Diários do isolamento #8: Jessé Andarilho

30/03/2020

Diários do isolamento

Dia 8

Jessé Andarilho

 

Confesso que está difícil. Ficar em casa o dia todo não é fácil, principalmente pra uma pessoa que tem Andarilho como codinome, que vive visitando escolas, presídios, favelas, universidades e ONGs que trabalham com jovens.

Esse isolamento social tá sendo pior do que eu esperava. Sei que é o certo, que a doença não é uma “gripezinha”, e que nossa atitude de ficar em casa é essencial para frear o vírus.

Recentemente, as pessoas aqui perto de onde eu moro começaram a voltar para as ruas. Cada um tem uma justificativa, mas a maioria usa os mesmos argumentos que o presidente usou na televisão e nas redes sociais.

As pessoas estão querendo comparar a Covid 19 com outras gripes e outras doenças epidemiológicas. Elas falam que a H1N1 matou muito mais, que o sarampo tem uma taxa de letalidade maior aqui no Brasil, e que até o próprio mosquito da dengue matou mais pessoas que o coronavírus. 

A diferença é que o poder de transmissão do novo corona é maior que o dos outros. Não conheço muito bem o sarampo, nem o H1N1, mas conheço bem o mosquito da dengue. Já participei de várias campanhas quando trabalhava no posto de saúde. Conversamos com muita gente sobre os cuidados com a água parada, pois é na água que os mosquitos colocam seus ovos, que viram as larvas até se transformar no mosquito Aedes aegypti.
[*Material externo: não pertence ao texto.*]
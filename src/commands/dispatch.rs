//! Command dispatch logic for notekeep

use std::env;
use std::path::PathBuf;
use std::time::Instant;

use notekeep_core::config::AppConfig;
use notekeep_core::error::Result;
use notekeep_core::store::NoteStore;
use tracing::debug;

use crate::cli::{Cli, Commands};
use crate::commands;

/// Storage root for this invocation: `--store`, else the configured root
pub fn resolve_storage_root(cli: &Cli) -> PathBuf {
    let root = match &cli.store {
        Some(path) => path.clone(),
        None => AppConfig::load().effective_storage_dir(),
    };

    if root.is_absolute() {
        root
    } else {
        env::current_dir()
            .unwrap_or_else(|_| PathBuf::from("."))
            .join(root)
    }
}

fn open_store(cli: &Cli, start: Instant) -> Result<NoteStore> {
    let root = resolve_storage_root(cli);
    let store = NoteStore::open(&root)?;
    debug!(elapsed = ?start.elapsed(), root = %root.display(), "open_store");
    Ok(store)
}

pub fn run(cli: &Cli, start: Instant) -> Result<()> {
    let Some(command) = &cli.command else {
        println!("notekeep {}", env!("CARGO_PKG_VERSION"));
        println!();
        println!("Run `notekeep --help` for usage information.");
        return Ok(());
    };

    let store = || open_store(cli, start);

    let result = match command {
        Commands::List { folder, query } => {
            commands::list::execute(cli, &store()?, folder.as_deref(), query.as_deref())
        }
        Commands::Show { id, html, plain } => {
            commands::show::execute(cli, &store()?, id, *html, *plain)
        }
        Commands::Save { id, content } => {
            commands::save::execute(cli, &store()?, Some(id.as_str()), content)
        }
        Commands::New(content) => commands::save::execute(cli, &store()?, None, content),
        Commands::Delete { id } => commands::delete::execute(cli, &store()?, id),
        Commands::Reindex => commands::reindex::execute(cli, &store()?),
        Commands::Import { files, folder } => {
            commands::import::execute(cli, &store()?, files, folder.as_deref())
        }
        Commands::Export { id, path } => commands::export::execute(cli, &store()?, id, path),
        Commands::Storage { command } => commands::storage::execute(cli, command),
    };

    debug!(elapsed = ?start.elapsed(), "execute_command");
    result
}
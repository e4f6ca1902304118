//! Document tree -> persisted text

use super::document::{visible_text, Block, BlockSource, ChecklistItem};
use super::markers::{checklist_line, toggle_open_line, TOGGLE_CLOSE};

/// Longest run of blank lines kept in the output
const MAX_BLANK_RUN: usize = 2;

/// Encode an editor document into the line-oriented text format.
///
/// Line endings are LF; the store converts to CRLF when writing.
pub fn encode<S: BlockSource + ?Sized>(source: &S) -> String {
    let blocks = source.blocks();
    let mut lines = Vec::new();
    encode_blocks(&blocks, &mut lines);
    collapse_blank_runs(lines).join("\n")
}

fn encode_blocks(blocks: &[Block], lines: &mut Vec<String>) {
    for block in blocks {
        match block {
            Block::Paragraph { content } | Block::Heading { content, .. } => {
                lines.push(visible_text(content));
            }
            Block::List { items, .. } => {
                lines.extend(items.iter().map(|item| visible_text(item)));
            }
            Block::Checklist { items } => encode_checklist(items, 0, lines),
            Block::Toggle {
                open,
                summary,
                children,
            } => {
                lines.push(toggle_open_line(*open, &visible_text(summary)));
                encode_blocks(children, lines);
                lines.push(TOGGLE_CLOSE.to_string());
            }
            Block::Table { rows } => {
                let cells: Vec<&str> = rows
                    .iter()
                    .flatten()
                    .map(|cell| cell.trim())
                    .filter(|cell| !cell.is_empty())
                    .collect();
                lines.push(cells.join(" "));
            }
            Block::Other { text } => lines.push(text.replace('\n', " ")),
        }
    }
}

fn encode_checklist(items: &[ChecklistItem], depth: usize, lines: &mut Vec<String>) {
    for item in items {
        lines.push(checklist_line(depth, item.checked, &item.text()));
        encode_checklist(&item.children, depth + 1, lines);
    }
}

fn collapse_blank_runs(lines: Vec<String>) -> Vec<String> {
    let mut out = Vec::with_capacity(lines.len());
    let mut blank_run = 0;

    for line in lines {
        if line.trim().is_empty() {
            blank_run += 1;
            if blank_run > MAX_BLANK_RUN {
                continue;
            }
        } else {
            blank_run = 0;
        }
        out.push(line);
    }

    out
}
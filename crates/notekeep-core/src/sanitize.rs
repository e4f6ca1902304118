//! Path and identifier sanitization
//!
//! Every user-controlled string that ends up as a path segment passes
//! through here first. The allowed character set is fixed and does not
//! depend on the host OS.

use std::sync::OnceLock;

use regex::Regex;

/// Folder bucket name meaning "stored at the storage root"
pub const INBOX_FOLDER: &str = "inbox";

/// Fallback identifier when sanitization leaves nothing
pub const FALLBACK_NOTE_ID: &str = "note";

/// Fallback file stem when a title slugifies to nothing
pub const FALLBACK_SLUG: &str = "untitled";

/// Maximum length of a slugified file stem, in characters
pub const MAX_SLUG_CHARS: usize = 80;

static UNSAFE_FILENAME_RE: OnceLock<Regex> = OnceLock::new();
static WHITESPACE_RE: OnceLock<Regex> = OnceLock::new();

fn unsafe_filename_re() -> &'static Regex {
    UNSAFE_FILENAME_RE.get_or_init(|| {
        Regex::new(r#"[<>:"/\\|?*\x00-\x1F\x7F]"#).expect("unsafe filename pattern is valid")
    })
}

fn whitespace_re() -> &'static Regex {
    WHITESPACE_RE.get_or_init(|| Regex::new(r"\s+").expect("whitespace pattern is valid"))
}

fn is_safe_char(c: char) -> bool {
    c.is_ascii_alphanumeric() || c == '_' || c == '-'
}

fn strip_unsafe(segment: &str) -> String {
    segment.chars().filter(|c| is_safe_char(*c)).collect()
}

/// Reduce a note identifier to `[A-Za-z0-9_-]`, falling back to `"note"`.
pub fn sanitize_identifier(raw: &str) -> String {
    try_sanitize_identifier(raw).unwrap_or_else(|| FALLBACK_NOTE_ID.to_string())
}

/// Like [`sanitize_identifier`] but `None` when nothing safe remains.
///
/// Lookups use this so that garbage input never aliases the fallback id.
pub fn try_sanitize_identifier(raw: &str) -> Option<String> {
    let safe = strip_unsafe(raw);
    if safe.is_empty() {
        None
    } else {
        Some(safe)
    }
}

/// Normalize a user-supplied folder path into `seg/seg/...` form.
///
/// Both `/` and `\` separate segments. Empty segments are dropped. The
/// result is empty when the folder means "storage root", including the
/// reserved [`INBOX_FOLDER`] bucket name.
pub fn sanitize_folder_path(raw: &str) -> String {
    let segments: Vec<String> = raw
        .split(['/', '\\'])
        .map(strip_unsafe)
        .filter(|s| !s.is_empty())
        .collect();

    // Leading inbox segments name the bucket, not a real directory
    let skip = segments
        .iter()
        .take_while(|s| s.as_str() == INBOX_FOLDER)
        .count();

    segments[skip..].join("/")
}

/// Turn a note title into a filename stem (without extension).
///
/// The result is lowercased so that renames which only change case do not
/// collide on case-insensitive filesystems.
pub fn slugify_title(title: &str) -> String {
    let stripped = unsafe_filename_re().replace_all(title.trim(), "");
    let hyphenated = whitespace_re().replace_all(stripped.trim(), "-");
    let slug: String = hyphenated
        .trim_end_matches('.')
        .to_lowercase()
        .chars()
        .take(MAX_SLUG_CHARS)
        .collect();
    let slug = slug.trim_end_matches('.');

    if slug.is_empty() {
        FALLBACK_SLUG.to_string()
    } else {
        slug.to_string()
    }
}
//! Sidecar note index
//!
//! Maps stable note ids to the file currently holding each note. Stored as
//! pretty-printed JSON at [`INDEX_FILE`] under the storage root:
//!
//! ```json
//! { "entries": { "<noteId>": { "relativePath": "work/todo.md", "createdAt": 1700000000000 } } }
//! ```
//!
//! A missing or corrupt sidecar reads as an empty index. Reconciliation
//! against the files on disk then rebuilds whatever it can.

mod reconcile;

use std::collections::BTreeMap;
use std::path::{Path, PathBuf};

use serde::{Deserialize, Serialize};

use crate::error::Result;
use crate::fs::FileSystem;
use crate::paths::INDEX_FILE;

pub use reconcile::{reconcile, ReconcileReport, Reconciled};

/// Where one note lives and what we know about it beyond the file itself
#[derive(Debug, Clone, PartialEq, Eq, Serialize, Deserialize)]
#[serde(rename_all = "camelCase")]
pub struct NoteIndexEntry {
    /// Posix-style path relative to the storage root
    pub relative_path: String,
    /// Milliseconds since the Unix epoch
    pub created_at: i64,
    #[serde(default, skip_serializing_if = "Option::is_none")]
    pub manual_title: Option<String>,
}

#[derive(Debug, Clone, Default, PartialEq, Eq, Serialize, Deserialize)]
pub struct NoteIndex {
    #[serde(default)]
    pub entries: BTreeMap<String, NoteIndexEntry>,
}

impl NoteIndex {
    pub fn get(&self, note_id: &str) -> Option<&NoteIndexEntry> {
        self.entries.get(note_id)
    }

    pub fn upsert(&mut self, note_id: impl Into<String>, entry: NoteIndexEntry) {
        self.entries.insert(note_id.into(), entry);
    }

    pub fn remove(&mut self, note_id: &str) -> Option<NoteIndexEntry> {
        self.entries.remove(note_id)
    }

    pub fn len(&self) -> usize {
        self.entries.len()
    }

    pub fn is_empty(&self) -> bool {
        self.entries.is_empty()
    }
}

pub fn index_path(root: &Path) -> PathBuf {
    root.join(INDEX_FILE)
}

/// Read the sidecar index. Never fails: absent or malformed means empty.
pub fn read_index<F: FileSystem + ?Sized>(fs: &F, root: &Path) -> NoteIndex {
    let path = index_path(root);
    let raw = match fs.read_to_string(&path) {
        Ok(raw) => raw,
        Err(e) => {
            tracing::debug!(path = %path.display(), error = %e, "no readable index, starting empty");
            return NoteIndex::default();
        }
    };

    match serde_json::from_str::<NoteIndex>(&raw) {
        Ok(index) => index,
        Err(e) => {
            tracing::warn!(path = %path.display(), error = %e, "ignoring malformed index");
            NoteIndex::default()
        }
    }
}

/// Persist the sidecar index as pretty-printed JSON
pub fn write_index<F: FileSystem + ?Sized>(fs: &F, root: &Path, index: &NoteIndex) -> Result<()> {
    let json = serde_json::to_string_pretty(index)?;
    fs.write(&index_path(root), &json)?;
    Ok(())
}
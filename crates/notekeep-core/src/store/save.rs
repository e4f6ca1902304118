use super::NoteStore;
use crate::convert::{derive_title, MAX_TITLE_CHARS};
use crate::error::{NoteError, Result};
use crate::fs::FileSystem;
use crate::index::{read_index, write_index, NoteIndexEntry};
use crate::note::{SaveRequest, SaveResult};
use crate::paths::{relative_path, resolve_in_root, resolve_unique_path, same_path};
use crate::sanitize::{sanitize_folder_path, sanitize_identifier, slugify_title};
use crate::text::{to_crlf, truncate_chars};
use crate::time::{now_millis, system_time_millis};

impl<F: FileSystem> NoteStore<F> {
    /// Write a note to disk and record it in the index.
    ///
    /// A note already in the index keeps its file unless its slug changed,
    /// in which case it moves to a fresh non-colliding name and the old file
    /// is removed. `createdAt` survives every re-save.
    #[tracing::instrument(skip(self, request), fields(root = %self.root.display(), note_id = %request.note_id))]
    pub fn save_note(&self, request: &SaveRequest) -> Result<SaveResult> {
        let note_id = sanitize_identifier(&request.note_id);
        let folder = sanitize_folder_path(&request.folder_path);
        let target_dir = if folder.is_empty() {
            self.root.clone()
        } else {
            self.root.join(&folder)
        };

        self.fs
            .ensure_dir(&target_dir)
            .map_err(|e| NoteError::io_operation("create folder", target_dir.display(), e))?;

        let mut index = read_index(&self.fs, &self.root);
        let existing = index.get(&note_id).and_then(|entry| {
            let path = resolve_in_root(&self.root, &entry.relative_path);
            if path.is_none() {
                tracing::warn!(path = %entry.relative_path, "ignoring index entry outside the storage root");
            }
            path.map(|path| (entry.created_at, path))
        });
        let existing_path = existing.as_ref().map(|(_, path)| path.clone());

        let title_source = if request.title.trim().is_empty() {
            derive_title(&request.text)
        } else {
            request.title.clone()
        };
        let base_name = slugify_title(&title_source);
        let path = resolve_unique_path(&self.fs, &target_dir, &base_name, existing_path.as_deref());
        tracing::debug!(path = %path.display(), "resolved note path");

        self.fs
            .write(&path, &to_crlf(&request.text))
            .map_err(|e| NoteError::io_operation("write note", path.display(), e))?;

        if let Some(old) = existing_path.as_deref().filter(|old| !same_path(old, &path)) {
            tracing::debug!(old = %old.display(), "removing superseded file");
            if let Err(e) = self.fs.remove(old) {
                tracing::warn!(path = %old.display(), error = %e, "failed to remove superseded file");
            }
        }

        let created_at = existing
            .map(|(created_at, _)| created_at)
            .unwrap_or_else(now_millis);
        let manual_title = truncate_chars(request.title.trim(), MAX_TITLE_CHARS);

        index.upsert(
            note_id.clone(),
            NoteIndexEntry {
                relative_path: relative_path(&self.root, &path),
                created_at,
                manual_title: (request.is_title_manual && !manual_title.is_empty())
                    .then_some(manual_title),
            },
        );
        write_index(&self.fs, &self.root, &index)?;

        let updated_at = self
            .fs
            .stat(&path)
            .ok()
            .and_then(|times| times.modified)
            .map(system_time_millis)
            .unwrap_or_else(now_millis);

        Ok(SaveResult {
            file_path: path,
            note_id,
            created_at,
            updated_at,
        })
    }

    /// Save a note under a freshly generated id
    pub fn create_note(&self, mut request: SaveRequest) -> Result<SaveResult> {
        request.note_id = crate::id::generate();
        self.save_note(&request)
    }
}
//! Note ID generation
//!
//! Two schemes share the `note-` prefix:
//! - adopted files get `note-<12 hex>`, a SHA-256 of their relative path,
//!   so the same file always yields the same id
//! - notes created by a caller get `note-<ulid>`

use sha2::{Digest, Sha256};

/// The standard ID prefix
pub const PREFIX: &str = "note-";

/// Hex chars kept from the path hash
pub const PATH_HASH_LEN: usize = 12;

/// Deterministic id for a file discovered on disk without an index entry.
pub fn id_for_relative_path(relative_path: &str) -> String {
    let mut hasher = Sha256::new();
    hasher.update(relative_path.as_bytes());
    let full_hex = hex::encode(hasher.finalize());
    format!("{}{}", PREFIX, &full_hex[..PATH_HASH_LEN])
}

/// Fresh id for a brand-new note.
pub fn generate() -> String {
    format!("{}{}", PREFIX, ulid::Ulid::new().to_string().to_lowercase())
}
//! Filesystem capability used by the index and the store
//!
//! Everything that touches disk goes through [`FileSystem`], so the note
//! index and loader can be driven against any backing store. [`LocalFs`]
//! is the real implementation.

use std::fs;
use std::io;
use std::path::{Path, PathBuf};
use std::time::SystemTime;

use walkdir::WalkDir;

/// One directory entry from [`FileSystem::list_dir`]
#[derive(Debug, Clone, PartialEq, Eq)]
pub struct DirEntry {
    pub name: String,
    pub path: PathBuf,
    pub is_file: bool,
    pub is_dir: bool,
}

/// Timestamps of a file
#[derive(Debug, Clone, Copy, PartialEq, Eq)]
pub struct FileTimes {
    pub modified: Option<SystemTime>,
    /// Birth time where the platform records one
    pub created: Option<SystemTime>,
    /// Inode change time (unix only)
    pub changed: Option<SystemTime>,
}

pub trait FileSystem {
    fn read_to_string(&self, path: &Path) -> io::Result<String>;

    fn write(&self, path: &Path, contents: &str) -> io::Result<()>;

    fn list_dir(&self, path: &Path) -> io::Result<Vec<DirEntry>>;

    /// Remove a file. A file that is already gone is not an error.
    fn remove(&self, path: &Path) -> io::Result<()>;

    /// Create a directory and its parents if missing
    fn ensure_dir(&self, path: &Path) -> io::Result<()>;

    fn stat(&self, path: &Path) -> io::Result<FileTimes>;

    fn exists(&self, path: &Path) -> bool;

    fn is_dir(&self, path: &Path) -> bool;

    /// All regular files under `root`, recursively.
    ///
    /// Unreadable directories are skipped.
    fn walk_files(&self, root: &Path) -> Vec<PathBuf> {
        let mut files = Vec::new();
        let mut pending = vec![root.to_path_buf()];

        while let Some(dir) = pending.pop() {
            let Ok(entries) = self.list_dir(&dir) else {
                continue;
            };
            for entry in entries {
                if entry.is_dir {
                    pending.push(entry.path);
                } else if entry.is_file {
                    files.push(entry.path);
                }
            }
        }

        files
    }
}

#[cfg(unix)]
fn change_time(metadata: &fs::Metadata) -> Option<SystemTime> {
    use std::os::unix::fs::MetadataExt;
    use std::time::{Duration, UNIX_EPOCH};

    let secs = u64::try_from(metadata.ctime()).ok()?;
    let nanos = u32::try_from(metadata.ctime_nsec()).ok()?;
    UNIX_EPOCH.checked_add(Duration::new(secs, nanos))
}

#[cfg(not(unix))]
fn change_time(_metadata: &fs::Metadata) -> Option<SystemTime> {
    None
}

/// [`FileSystem`] over the local disk
#[derive(Debug, Clone, Copy, Default)]
pub struct LocalFs;

impl FileSystem for LocalFs {
    fn read_to_string(&self, path: &Path) -> io::Result<String> {
        fs::read_to_string(path)
    }

    fn write(&self, path: &Path, contents: &str) -> io::Result<()> {
        fs::write(path, contents)
    }

    fn list_dir(&self, path: &Path) -> io::Result<Vec<DirEntry>> {
        let mut entries = Vec::new();
        for entry in fs::read_dir(path)? {
            let entry = entry?;
            let file_type = entry.file_type()?;
            entries.push(DirEntry {
                name: entry.file_name().to_string_lossy().to_string(),
                path: entry.path(),
                is_file: file_type.is_file(),
                is_dir: file_type.is_dir(),
            });
        }
        Ok(entries)
    }

    fn remove(&self, path: &Path) -> io::Result<()> {
        match fs::remove_file(path) {
            Err(e) if e.kind() == io::ErrorKind::NotFound => Ok(()),
            other => other,
        }
    }

    fn ensure_dir(&self, path: &Path) -> io::Result<()> {
        fs::create_dir_all(path)
    }

    fn stat(&self, path: &Path) -> io::Result<FileTimes> {
        let metadata = fs::metadata(path)?;
        Ok(FileTimes {
            modified: metadata.modified().ok(),
            created: metadata.created().ok(),
            changed: change_time(&metadata),
        })
    }

    fn exists(&self, path: &Path) -> bool {
        path.exists()
    }

    fn is_dir(&self, path: &Path) -> bool {
        path.is_dir()
    }

    fn walk_files(&self, root: &Path) -> Vec<PathBuf> {
        WalkDir::new(root)
            .into_iter()
            .filter_map(|entry| match entry {
                Ok(entry) => Some(entry),
                Err(e) => {
                    tracing::debug!(error = %e, "skipping unreadable entry");
                    None
                }
            })
            .filter(|entry| entry.file_type().is_file())
            .map(|entry| entry.into_path())
            .collect()
    }
}

#[cfg(test)]
mod tests {
    use super::*;
    use tempfile::tempdir;

    /// Delegates to `LocalFs` except for the walk, exercising the default
    struct ListOnly;

    impl FileSystem for ListOnly {
        fn read_to_string(&self, path: &Path) -> io::Result<String> {
            LocalFs.read_to_string(path)
        }
        fn write(&self, path: &Path, contents: &str) -> io::Result<()> {
            LocalFs.write(path, contents)
        }
        fn list_dir(&self, path: &Path) -> io::Result<Vec<DirEntry>> {
            LocalFs.list_dir(path)
        }
        fn remove(&self, path: &Path) -> io::Result<()> {
            LocalFs.remove(path)
        }
        fn ensure_dir(&self, path: &Path) -> io::Result<()> {
            LocalFs.ensure_dir(path)
        }
        fn stat(&self, path: &Path) -> io::Result<FileTimes> {
            LocalFs.stat(path)
        }
        fn exists(&self, path: &Path) -> bool {
            LocalFs.exists(path)
        }
        fn is_dir(&self, path: &Path) -> bool {
            LocalFs.is_dir(path)
        }
    }

    fn sorted(mut paths: Vec<PathBuf>) -> Vec<PathBuf> {
        paths.sort();
        paths
    }

    #[test]
    fn test_walk_files_default_matches_walkdir() {
        let dir = tempdir().unwrap();
        let root = dir.path();
        fs::create_dir_all(root.join("a/b")).unwrap();
        fs::write(root.join("top.md"), "x").unwrap();
        fs::write(root.join("a/mid.md"), "x").unwrap();
        fs::write(root.join("a/b/deep.txt"), "x").unwrap();

        let expected = vec![
            root.join("a/b/deep.txt"),
            root.join("a/mid.md"),
            root.join("top.md"),
        ];
        assert_eq!(sorted(LocalFs.walk_files(root)), expected);
        assert_eq!(sorted(ListOnly.walk_files(root)), expected);
    }

    #[test]
    fn test_remove_is_idempotent() {
        let dir = tempdir().unwrap();
        let path = dir.path().join("gone.md");
        fs::write(&path, "x").unwrap();

        LocalFs.remove(&path).unwrap();
        assert!(!path.exists());
        LocalFs.remove(&path).unwrap();
    }

    #[test]
    fn test_ensure_dir_is_idempotent() {
        let dir = tempdir().unwrap();
        let nested = dir.path().join("x/y");
        LocalFs.ensure_dir(&nested).unwrap();
        LocalFs.ensure_dir(&nested).unwrap();
        assert!(nested.is_dir());
    }

    #[test]
    fn test_walk_missing_root_is_empty() {
        let dir = tempdir().unwrap();
        assert!(LocalFs.walk_files(&dir.path().join("nope")).is_empty());
        assert!(ListOnly.walk_files(&dir.path().join("nope")).is_empty());
    }

    #[cfg(unix)]
    #[test]
    fn test_stat_reports_change_time() {
        let dir = tempdir().unwrap();
        let path = dir.path().join("a.md");
        fs::write(&path, "x").unwrap();

        let times = LocalFs.stat(&path).unwrap();
        assert!(times.changed.is_some());
        assert!(times.modified.is_some());
    }

    #[test]
    fn test_is_dir() {
        let dir = tempdir().unwrap();
        let file = dir.path().join("a.md");
        fs::write(&file, "x").unwrap();

        assert!(LocalFs.is_dir(dir.path()));
        assert!(!LocalFs.is_dir(&file));
        assert!(!LocalFs.is_dir(&dir.path().join("missing")));
    }
}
É meu povo, em verdade vos digo, dessa vez O MOSQUITO SOMOS NÓS. Não é aquela brincadeira de “Comigo não tá”; parece mais “Pique-ajuda”, onde uma pessoa toca na outra e ambas vão tocando em outras, que vão encostando em outras, e assim sucessivamente. A diferença é que isso não é brincadeira. A coisa é séria. Você já sabe, mas arruma justificativa para se manter na rua.

Sabemos que é quase impossível ficar em casa para quem não tem uma renda fixa e que é preciso correr atrás do pão, mas vejo muita gente nas ruas de bobeira e jogando conversa fora. Ontem recebi um convite para um baile funk. Isso mesmo, o DJ me convidou para um baile. Perguntei se ele estava de sacanagem com a minha cara e o cara me bloqueou.

Gente, o mundo todo está correndo atrás de soluções para manter o povo confinado. Aqui também vejo várias ações importantes dentro das favelas e em locais onde vive uma grande quantidade de moradores de rua.

Parece que nos Estados Unidos o governo vai ajudar oferecendo mil dólares a pessoas que vivem em situações de vulnerabilidade. Acho que em Paris a quantia para ajudar as pessoas é de 600 Euros. Já no Brasil, o presidente apoia movimentos de empresários que são contra o confinamento.

Assisti a alguns vídeos de velhos ricos brancos, isolados e confinados em suas belíssimas fazendas pedindo ao povo para voltar ao trabalho, pois a única coisa que pode acontecer é a morte de velhos pobres.

As pessoas estão mais preocupadas com os CNPJs do que com os CPFs. A justificativa de que no Brasil é mais difícil ajudar as pessoas pobres já é um alerta de que aqui tem muito, mas muito mais pobre do que rico. Foi preciso um vírus poderoso para mostrar o tamanho da desigualdade social do nosso país.

***

Jessé Andarilho nasceu em 1981 e foi criado na favela de Antares, no Rio de Janeiro. Filho de vendedores ambulantes, trabalhou com diversas atividades na sua comunidade, até ler seu primeiro livro, aos 24 anos. Foi quando, no trajeto de aproximadamente três horas que fazia de trem de sua casa até o trabalho, passou a usar o bloco de notas do celular para contar histórias. Dessas anotações surgiu o romance Fiel, publicado pela Objetiva em 2014. Em 2015, foi convidado para integrar o grupo de redatores da novela Malhação, da TV Globo. Foi diretor de reportagem do programa Aglomerado, da TV Brasil, e produtor da Cufa – Central Única das Favelas. Fundou o C.R.I.A., Centro Revolucionário de Inovação e Arte, e o Marginow, com a proposta de dar visibilidade aos artistas da periferia. Em 2019, publicou, pela Alfaguara, seu segundo romance, Efetivo variável. Atualmente, Jessé Andarilho realiza palestras em todo o Brasil, contando um pouco da sua história e mostrando como sua vida foi transformada pela literatura.